The textbook weren’t to blame for the lack of coverage, they were developed and designed from what VELS deemed necessary points of study. But teachers do have some wriggle room in how they deliver the material, and how they get their students to the end point, which is, having grasped and explored particular outcome points
At the time SBS had just released First Australians, the incredible six part series that covered Aboriginal history both pre and post settlement. Perhaps, if I’m completely honest with myself, me showing the class that particularly series was convenient in that I wouldn’t have to develop detailed lesson plans for a few periods, but in all honesty I thought it was a travesty not more time was dedicated to not just Aboriginal history nor the prevailing issues carried right through to today, regarding how black and white Australia have failed to coexist on equal terms.
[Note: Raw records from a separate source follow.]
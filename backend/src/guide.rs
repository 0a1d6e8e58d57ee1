//! XMLTV guide and M3U playlist rendering.

use camtuner_types::Channel;
use chrono::{DateTime, Duration, Timelike, Utc};
use std::borrow::Cow;
use std::fmt::Write;

const XMLTV_TIME_FORMAT: &str = "%Y%m%d%H%M%S +0000";

pub const DEFAULT_GUIDE_HOURS: u32 = 24;
pub const DEFAULT_SLOT_MINUTES: u32 = 30;

/// Look-ahead window of the guide, split into fixed programme slots.
#[derive(Debug, Clone, Copy, PartialEq, Eq)]
pub struct GuideWindow {
    pub hours: u32,
    pub slot_minutes: u32,
}

impl Default for GuideWindow {
    fn default() -> Self {
        Self {
            hours: DEFAULT_GUIDE_HOURS,
            slot_minutes: DEFAULT_SLOT_MINUTES,
        }
    }
}

impl GuideWindow {
    /// Parse query values. Unparsable values fall back to the defaults, then
    /// hours are clamped to 1..=168 and slots to 5..=240 minutes.
    pub fn from_query(hours: Option<&str>, slot: Option<&str>) -> Self {
        let parse = |value: Option<&str>, default: u32| {
            value
                .and_then(|v| v.trim().parse::<i64>().ok())
                .unwrap_or(default as i64)
        };
        Self {
            hours: parse(hours, DEFAULT_GUIDE_HOURS).clamp(1, 168) as u32,
            slot_minutes: parse(slot, DEFAULT_SLOT_MINUTES).clamp(5, 240) as u32,
        }
    }
}

/// Escape text for XML content and attribute values.
pub fn xml_escape(text: &str) -> Cow<'_, str> {
    if !text.contains(['&', '<', '>', '"', '\'']) {
        return Cow::Borrowed(text);
    }
    let mut escaped = String::with_capacity(text.len() + 8);
    for c in text.chars() {
        match c {
            '&' => escaped.push_str("&amp;"),
            '<' => escaped.push_str("&lt;"),
            '>' => escaped.push_str("&gt;"),
            '"' => escaped.push_str("&quot;"),
            '\'' => escaped.push_str("&apos;"),
            c => escaped.push(c),
        }
    }
    Cow::Owned(escaped)
}

/// Stream URL of a channel as handed to clients.
pub fn tune_url(base: &str, channel_id: &str) -> String {
    format!("{}/auto/v{}", base.trim_end_matches('/'), channel_id)
}

/// Render an XMLTV document with one synthetic programme per slot per
/// channel, starting at the top of the current UTC hour.
pub fn render_xmltv(channels: &[Channel], now: DateTime<Utc>, window: GuideWindow) -> String {
    let start = now
        .with_minute(0)
        .and_then(|t| t.with_second(0))
        .and_then(|t| t.with_nanosecond(0))
        .unwrap_or(now);
    let end = start + Duration::hours(window.hours as i64);
    let slot = Duration::minutes(window.slot_minutes as i64);

    let mut out = String::new();
    out.push_str("<?xml version=\"1.0\" encoding=\"UTF-8\"?>\n");
    out.push_str("<tv generator-info-name=\"camtuner\">\n");

    for channel in channels {
        let guide_id = channel.guide_id();
        let _ = writeln!(out, "  <channel id=\"{}\">", xml_escape(&guide_id));
        let _ = writeln!(
            out,
            "    <display-name>{}</display-name>",
            xml_escape(&channel.name)
        );
        if !channel.tvg_logo.is_empty() {
            let _ = writeln!(out, "    <icon src=\"{}\"/>", xml_escape(&channel.tvg_logo));
        }
        out.push_str("  </channel>\n");
    }

    for channel in channels {
        let guide_id = channel.guide_id();
        let title = xml_escape(channel.guide_title());
        let desc = xml_escape(channel.guide_description());
        let mut t = start;
        while t < end {
            let stop = t + slot;
            let _ = writeln!(
                out,
                "  <programme start=\"{}\" stop=\"{}\" channel=\"{}\">",
                t.format(XMLTV_TIME_FORMAT),
                stop.format(XMLTV_TIME_FORMAT),
                xml_escape(&guide_id)
            );
            let _ = writeln!(out, "    <title lang=\"en\">{}</title>", title);
            let _ = writeln!(out, "    <desc lang=\"en\">{}</desc>", desc);
            out.push_str("  </programme>\n");
            t = stop;
        }
    }

    out.push_str("</tv>\n");
    out
}

/// Render an extended M3U playlist pointing at the guide and tune URLs.
pub fn render_m3u(channels: &[Channel], base: &str) -> String {
    let base = base.trim_end_matches('/');
    let mut out = format!("#EXTM3U x-tvg-url=\"{}/xmltv\"\n", base);
    for channel in channels {
        let _ = writeln!(
            out,
            "#EXTINF:-1 tvg-id=\"{}\" tvg-logo=\"{}\",{}",
            channel.guide_id(),
            channel.tvg_logo,
            channel.name
        );
        let _ = writeln!(out, "{}", tune_url(base, &channel.id));
    }
    out
}

#[cfg(test)]
mod tests {
    use super::*;
    use chrono::TimeZone;

    fn lineup() -> Vec<Channel> {
        let mut door = Channel::new("101", "Front & Back", "rtsp://door/live");
        door.tvg_logo = "http://logos/door.png".to_string();
        let yard = Channel::new("102", "Yard", "http://yard/live.m3u8");
        vec![door, yard]
    }

    #[test]
    fn test_window_defaults_and_clamps() {
        assert_eq!(GuideWindow::from_query(None, None), GuideWindow::default());
        assert_eq!(
            GuideWindow::from_query(Some("abc"), Some("")),
            GuideWindow::default()
        );
        assert_eq!(
            GuideWindow::from_query(Some("0"), Some("1")),
            GuideWindow { hours: 1, slot_minutes: 5 }
        );
        assert_eq!(
            GuideWindow::from_query(Some("1000"), Some("999")),
            GuideWindow { hours: 168, slot_minutes: 240 }
        );
        assert_eq!(
            GuideWindow::from_query(Some("-4"), Some("45")),
            GuideWindow { hours: 1, slot_minutes: 45 }
        );
    }

    #[test]
    fn test_xmltv_slots_start_at_the_hour() {
        let now = Utc.with_ymd_and_hms(2024, 6, 1, 13, 47, 12).unwrap();
        let xml = render_xmltv(
            &lineup(),
            now,
            GuideWindow { hours: 1, slot_minutes: 30 },
        );

        assert!(xml.contains("<channel id=\"cam.101\">"));
        assert!(xml.contains("<display-name>Front &amp; Back</display-name>"));
        assert!(xml.contains("<icon src=\"http://logos/door.png\"/>"));
        assert!(xml.contains(
            "<programme start=\"20240601130000 +0000\" stop=\"20240601133000 +0000\" channel=\"cam.101\">"
        ));
        assert!(xml.contains(
            "<programme start=\"20240601133000 +0000\" stop=\"20240601140000 +0000\" channel=\"cam.102\">"
        ));
        assert_eq!(xml.matches("<programme ").count(), 4);
        assert!(xml.contains("<desc lang=\"en\">Live feed</desc>"));
        assert!(xml.ends_with("</tv>\n"));
    }

    #[test]
    fn test_xmltv_partial_last_slot() {
        let now = Utc.with_ymd_and_hms(2024, 6, 1, 0, 0, 0).unwrap();
        let xml = render_xmltv(
            &lineup()[..1],
            now,
            GuideWindow { hours: 1, slot_minutes: 45 },
        );
        assert_eq!(xml.matches("<programme ").count(), 2);
        assert!(xml.contains("stop=\"20240601013000 +0000\""));
    }

    #[test]
    fn test_mosaic_guide_description() {
        let mut grid = Channel::mosaic("200", "Grid", vec!["1".into(), "2".into()], true);
        grid.epg_desc.clear();
        grid.epg_title = Some("All cameras".to_string());
        let now = Utc.with_ymd_and_hms(2024, 6, 1, 0, 0, 0).unwrap();

        let xml = render_xmltv(&[grid], now, GuideWindow { hours: 1, slot_minutes: 60 });
        assert!(xml.contains("<title lang=\"en\">All cameras</title>"));
        assert!(xml.contains("<desc lang=\"en\">Mosaic feed</desc>"));
    }

    #[test]
    fn test_m3u() {
        let m3u = render_m3u(&lineup(), "http://10.0.0.2:8000/");
        let lines: Vec<&str> = m3u.lines().collect();

        assert_eq!(lines[0], "#EXTM3U x-tvg-url=\"http://10.0.0.2:8000/xmltv\"");
        assert_eq!(
            lines[1],
            "#EXTINF:-1 tvg-id=\"cam.101\" tvg-logo=\"http://logos/door.png\",Front & Back"
        );
        assert_eq!(lines[2], "http://10.0.0.2:8000/auto/v101");
        assert_eq!(lines[4], "http://10.0.0.2:8000/auto/v102");
        assert_eq!(lines.len(), 5);
    }

    #[test]
    fn test_xml_escape_borrows_clean_text() {
        assert!(matches!(xml_escape("Yard"), Cow::Borrowed("Yard")));
        assert_eq!(xml_escape("<a href='x'>"), "&lt;a href=&apos;x&apos;&gt;");
    }
}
In all my years of teaching I’ve known of plenty of other teachers who have used film and television to help garner understanding of social and political issues
First Australians showed them land rights cases like Mabo, civil rights figures like William Cooper, and resistance fighters like Pemulwuy. For students in the southeastern suburbs, whose experience of Aboriginality was very limited, they were exposed to more than the curriculum of the time would normally have dictated.
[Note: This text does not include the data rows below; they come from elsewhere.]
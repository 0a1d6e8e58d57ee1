//! Application state management.

use crate::config::{Config, ServerSettings, StreamSettings, TranscoderSettings};
use crate::events::EventBroadcaster;
use crate::pipeline::PipelineBuilder;
use crate::probe::Prober;
use crate::registry::{ChannelRegistry, RegistryError};
use crate::storage::{JsonFileStorage, Storage, StorageError};
use crate::stream::{ActiveStream, ChannelLaunch, StreamError, StreamSupervisor};
use crate::tools::Executables;
use camtuner_types::{Channel, ChannelId, ProbeStatus, TunerEvent};
use std::sync::Arc;
use tracing::{error, info, warn};
use uuid::Uuid;

/// Error type for operator edits.
#[derive(Debug, thiserror::Error)]
pub enum ChannelOpError {
    #[error(transparent)]
    Registry(#[from] RegistryError),

    #[error("{0}")]
    Invalid(String),

    #[error("Failed to persist lineup: {0}")]
    Storage(#[from] StorageError),
}

/// Shared application state.
#[derive(Clone)]
pub struct AppState {
    inner: Arc<AppStateInner>,
}

struct AppStateInner {
    server: ServerSettings,
    device_id: String,
    /// The lineup; the only shared mutable state
    registry: ChannelRegistry,
    storage: Arc<dyn Storage>,
    /// Held across snapshot and save so writes land in lineup order
    persist_lock: tokio::sync::Mutex<()>,
    builder: PipelineBuilder,
    supervisor: StreamSupervisor,
    prober: Prober,
    executables: Executables,
    events: EventBroadcaster,
}

impl AppState {
    /// Create new application state with the given storage backend.
    pub fn new(
        storage: impl Storage + 'static,
        server: ServerSettings,
        transcoder: &TranscoderSettings,
        stream: StreamSettings,
        executables: Executables,
    ) -> Self {
        let events = EventBroadcaster::default();
        let device_id = server
            .device_id
            .clone()
            .filter(|id| !id.trim().is_empty())
            .unwrap_or_else(local_device_id);

        Self {
            inner: Arc::new(AppStateInner {
                builder: PipelineBuilder::new(&transcoder.user_agent, &server.name),
                prober: Prober::new(
                    executables.prober.clone(),
                    &transcoder.user_agent,
                    transcoder.probe_timeout(),
                ),
                supervisor: StreamSupervisor::new(stream, events.clone()),
                server,
                device_id,
                registry: ChannelRegistry::new(),
                storage: Arc::new(storage),
                persist_lock: tokio::sync::Mutex::new(()),
                executables,
                events,
            }),
        }
    }

    /// Create application state from configuration, with JSON file storage
    /// and executables discovered on this machine.
    pub fn from_config(config: &Config) -> Self {
        Self::new(
            JsonFileStorage::new(&config.channels_path),
            config.server.clone(),
            &config.transcoder,
            config.stream.clone(),
            Executables::discover(&config.transcoder),
        )
    }

    pub fn registry(&self) -> &ChannelRegistry {
        &self.inner.registry
    }

    /// Get the event broadcaster.
    pub fn events(&self) -> &EventBroadcaster {
        &self.inner.events
    }

    pub fn supervisor(&self) -> &StreamSupervisor {
        &self.inner.supervisor
    }

    pub fn server(&self) -> &ServerSettings {
        &self.inner.server
    }

    pub fn executables(&self) -> &Executables {
        &self.inner.executables
    }

    /// Eight upper-case hex digits identifying this tuner.
    pub fn device_id(&self) -> &str {
        &self.inner.device_id
    }

    /// Load the lineup from storage into the registry.
    pub async fn load_from_storage(&self) -> anyhow::Result<usize> {
        info!("Loading channels from storage...");
        let channels = self.inner.storage.load_all().await.map_err(|e| {
            error!("Failed to load channels from storage: {}", e);
            e
        })?;
        let count = self.inner.registry.replace_all(channels);
        info!("Loaded {} channels", count);
        self.inner
            .events
            .broadcast(TunerEvent::LineupReplaced { count });
        Ok(count)
    }

    /// Write the current lineup to storage.
    async fn persist(&self) -> Result<(), StorageError> {
        let _guard = self.inner.persist_lock.lock().await;
        let channels = self.inner.registry.list();
        self.inner.storage.save_all(&channels).await.map_err(|e| {
            error!("Failed to save channels to storage: {}", e);
            e
        })
    }

    /// Add a channel to the end of the lineup.
    pub async fn create_channel(&self, channel: Channel) -> Result<Channel, ChannelOpError> {
        let channel_id = channel.id.clone();
        self.inner.registry.add(channel.clone())?;
        self.persist().await?;
        self.inner
            .events
            .broadcast(TunerEvent::ChannelCreated { channel_id });
        Ok(channel)
    }

    /// Edit a channel in place. The channel number cannot change here.
    pub async fn update_channel<F>(&self, id: &str, edit: F) -> Result<Channel, ChannelOpError>
    where
        F: FnOnce(&mut Channel),
    {
        let channel = self.inner.registry.update(id, edit)?;
        self.persist().await?;
        self.inner.events.broadcast(TunerEvent::ChannelUpdated {
            channel_id: channel.id.clone(),
        });
        Ok(channel)
    }

    /// Remove a channel. Viewers already tuned to it keep their stream.
    pub async fn delete_channel(&self, id: &str) -> Result<Channel, ChannelOpError> {
        let channel = self.inner.registry.remove(id)?;
        self.persist().await?;
        self.inner.events.broadcast(TunerEvent::ChannelDeleted {
            channel_id: channel.id.clone(),
        });
        Ok(channel)
    }

    /// Change a channel number.
    pub async fn renumber_channel(&self, old: &str, new: &str) -> Result<(), ChannelOpError> {
        self.inner.registry.set_id(old, new)?;
        if old != new {
            self.persist().await?;
            self.inner.events.broadcast(TunerEvent::ChannelRenumbered {
                old_id: old.to_string(),
                new_id: new.to_string(),
            });
        }
        Ok(())
    }

    /// Move a lineup entry. Returns false when nothing moved.
    pub async fn reorder_channels(&self, from: usize, to: usize) -> Result<bool, ChannelOpError> {
        if !self.inner.registry.reorder(from, to) {
            return Ok(false);
        }
        self.persist().await?;
        self.inner
            .events
            .broadcast(TunerEvent::ChannelsReordered { from, to });
        Ok(true)
    }

    /// Probe a channel's source and record the outcome on the channel.
    pub async fn probe_channel(&self, id: &str) -> Result<ProbeStatus, RegistryError> {
        let snapshot = self.inner.registry.list();
        let channel = snapshot
            .iter()
            .find(|c| c.id == id)
            .ok_or_else(|| RegistryError::NotFound(id.to_string()))?;

        let status = self.inner.prober.probe(channel, &snapshot).await;

        // The channel may have been removed or renumbered while probing
        if let Err(e) = self.inner.registry.set_status(id, status.clone()) {
            warn!("Probe result for channel {} dropped: {}", id, e);
        }
        self.inner.events.broadcast(TunerEvent::ChannelProbed {
            channel_id: id.to_string(),
            state: status.state,
            detail: status.detail.clone(),
        });
        Ok(status)
    }

    /// Start an independent pipeline for one viewer of `id`.
    pub fn tune(&self, id: &str) -> Result<ActiveStream, StreamError> {
        let channel = self
            .inner
            .registry
            .get(id)
            .ok_or_else(|| StreamError::NotFound(id.to_string()))?;
        let launch = ChannelLaunch::new(
            channel,
            self.inner.registry.clone(),
            self.inner.builder.clone(),
            self.inner.executables.transcoder.clone(),
        );
        self.inner.supervisor.open(id, launch)
    }

    /// Next free channel number.
    pub fn next_channel_id(&self) -> ChannelId {
        self.inner.registry.next_id()
    }

    /// Stop every active stream and wait for their pipelines to exit.
    pub async fn shutdown(&self) {
        self.inner.supervisor.shutdown().await;
    }
}

/// Device id derived from a host name: the low 32 bits of the name-based
/// (DNS namespace) UUID.
pub fn device_id_for_host(host: &str) -> String {
    let uuid = Uuid::new_v5(&Uuid::NAMESPACE_DNS, host.as_bytes());
    format!("{:08X}", uuid.as_u128() & 0xFFFF_FFFF)
}

fn local_device_id() -> String {
    let host = hostname::get()
        .map(|h| h.to_string_lossy().into_owned())
        .unwrap_or_else(|e| {
            warn!("Could not read host name, using localhost: {}", e);
            "localhost".to_string()
        });
    device_id_for_host(&host)
}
In all my years of teaching I’ve known of plenty of other teachers who have used film and television to help garner understanding of social and political issues. I know a teacher that has used the TV series s Go Back to Where You Came From to give students insight into one of Australia’s most contentious social issues, that of asylum seekers, and many others who have watched films relevant to an area of study, but not prescribed by the school nor by any education body or department.
Often the thing preventing students understanding of certain issues, is lacking an understanding. I’ve heard students belittle the plight of asylum seekers in saying “everyone has problems, why can’t they just deal with them” without a hint of irony. The truth is, for a majority of Australian students, most of whom are white and middle class, have faced nothing like the experience of your average refugee.
As a young teacher with a desire to make some sort of difference, dedicating an extra two weeks of class time to the study of Aboriginal history was a small but important step for me. Looking back I have no idea whether it had any effect whatsoever, nor whether any of those students, now adults, throw terms like ‘Abo’ around, jokingly or not, without a teacher such as myself reprimanding them. I’ve no idea if they maintained empathy for the plight of modern day Aboriginals.
In my following years of teaching I would expose students to numerous films, articles and essays that were more in line with my left leaning and more socially minded point of view. But a large part of being an English teacher is to imbue students with the ability to analyse language and arguments, and to form their own arguments – so I was always happy to read essays or listen to oral presentations on issues that took different points to my own – if they were argued well. Similarly we would pick apart a range of articles on a range of issues, with varying points of view –again developing skills of analysis, to prevent students from being manipulated or ‘brainwashed’ into certain points of view. An English teachers role is to expose students to various views on issues, and develop a greater understanding of said issues.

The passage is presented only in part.